Try it —
Return every line of the records that includes the string "PathBuf".

[Records supplied Boundary: Start]

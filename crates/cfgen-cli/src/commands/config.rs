//! Config command - View and manage configuration
//!
//! - Show the effective configuration
//! - Show configuration file paths
//! - Create a default configuration file (local or global)

use std::path::PathBuf;

use anyhow::{Context, Result};
use cfgen_config::{CfgenConfig, ConfigLoader};
use clap::Subcommand;
use serde::Serialize;

/// Config management commands
#[derive(Subcommand, Debug)]
pub enum ConfigCommand {
    /// Show the effective configuration
    Show(ShowArgs),

    /// Show configuration file paths
    Path(PathArgs),

    /// Create a default configuration file
    Init(InitArgs),
}

/// Arguments for the show command
#[derive(clap::Args, Debug)]
pub struct ShowArgs {
    /// Output as JSON
    #[arg(long)]
    json: bool,
}

/// Arguments for the path command
#[derive(clap::Args, Debug)]
pub struct PathArgs {
    /// Output as JSON
    #[arg(long)]
    json: bool,
}

/// Arguments for the init command
#[derive(clap::Args, Debug)]
pub struct InitArgs {
    /// Create the global config (~/.cfgen/config.toml) instead of a local one
    #[arg(long)]
    global: bool,
}

/// Configuration paths
#[derive(Debug, Clone, Serialize)]
pub struct ConfigPaths {
    /// Global config file path
    pub global: Option<PathBuf>,
    /// Local config file path
    pub local: PathBuf,
    /// Whether global config exists
    pub global_exists: bool,
    /// Whether local config exists
    pub local_exists: bool,
}

/// Execute the config command
pub fn execute(cmd: ConfigCommand, config: &CfgenConfig) -> Result<()> {
    match cmd {
        ConfigCommand::Show(args) => execute_show(args, config),
        ConfigCommand::Path(args) => execute_path(args),
        ConfigCommand::Init(args) => execute_init(args),
    }
}

fn execute_show(args: ShowArgs, config: &CfgenConfig) -> Result<()> {
    if args.json {
        println!("{}", serde_json::to_string_pretty(config)?);
    } else {
        print!("{}", toml::to_string_pretty(config)?);
    }
    Ok(())
}

fn execute_path(args: PathArgs) -> Result<()> {
    let cwd = std::env::current_dir().context("Failed to get current directory")?;
    let loader = ConfigLoader::new();

    let global = loader.global_config_path();
    let local = loader.local_config_path(&cwd);
    let paths = ConfigPaths {
        global_exists: global.as_ref().is_some_and(|p| p.exists()),
        local_exists: local.exists(),
        global,
        local,
    };

    if args.json {
        println!("{}", serde_json::to_string_pretty(&paths)?);
    } else {
        match paths.global {
            Some(ref path) => println!("global: {}{}", path.display(), marker(paths.global_exists)),
            None => println!("global: (no home directory)"),
        }
        println!("local:  {}{}", paths.local.display(), marker(paths.local_exists));
    }
    Ok(())
}

fn execute_init(args: InitArgs) -> Result<()> {
    let loader = ConfigLoader::new();
    let path = if args.global {
        loader
            .init_global()
            .context("Failed to create global config")?
    } else {
        let cwd = std::env::current_dir().context("Failed to get current directory")?;
        loader
            .init_local(&cwd)
            .context("Failed to create local config")?
    };

    println!("{}", path.display());
    Ok(())
}

fn marker(exists: bool) -> &'static str {
    if exists {
        ""
    } else {
        " (not found)"
    }
}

[Records supplied Boundary: End]

Output —
use std::path::PathBuf;
    pub global: Option<PathBuf>,
    pub local: PathBuf,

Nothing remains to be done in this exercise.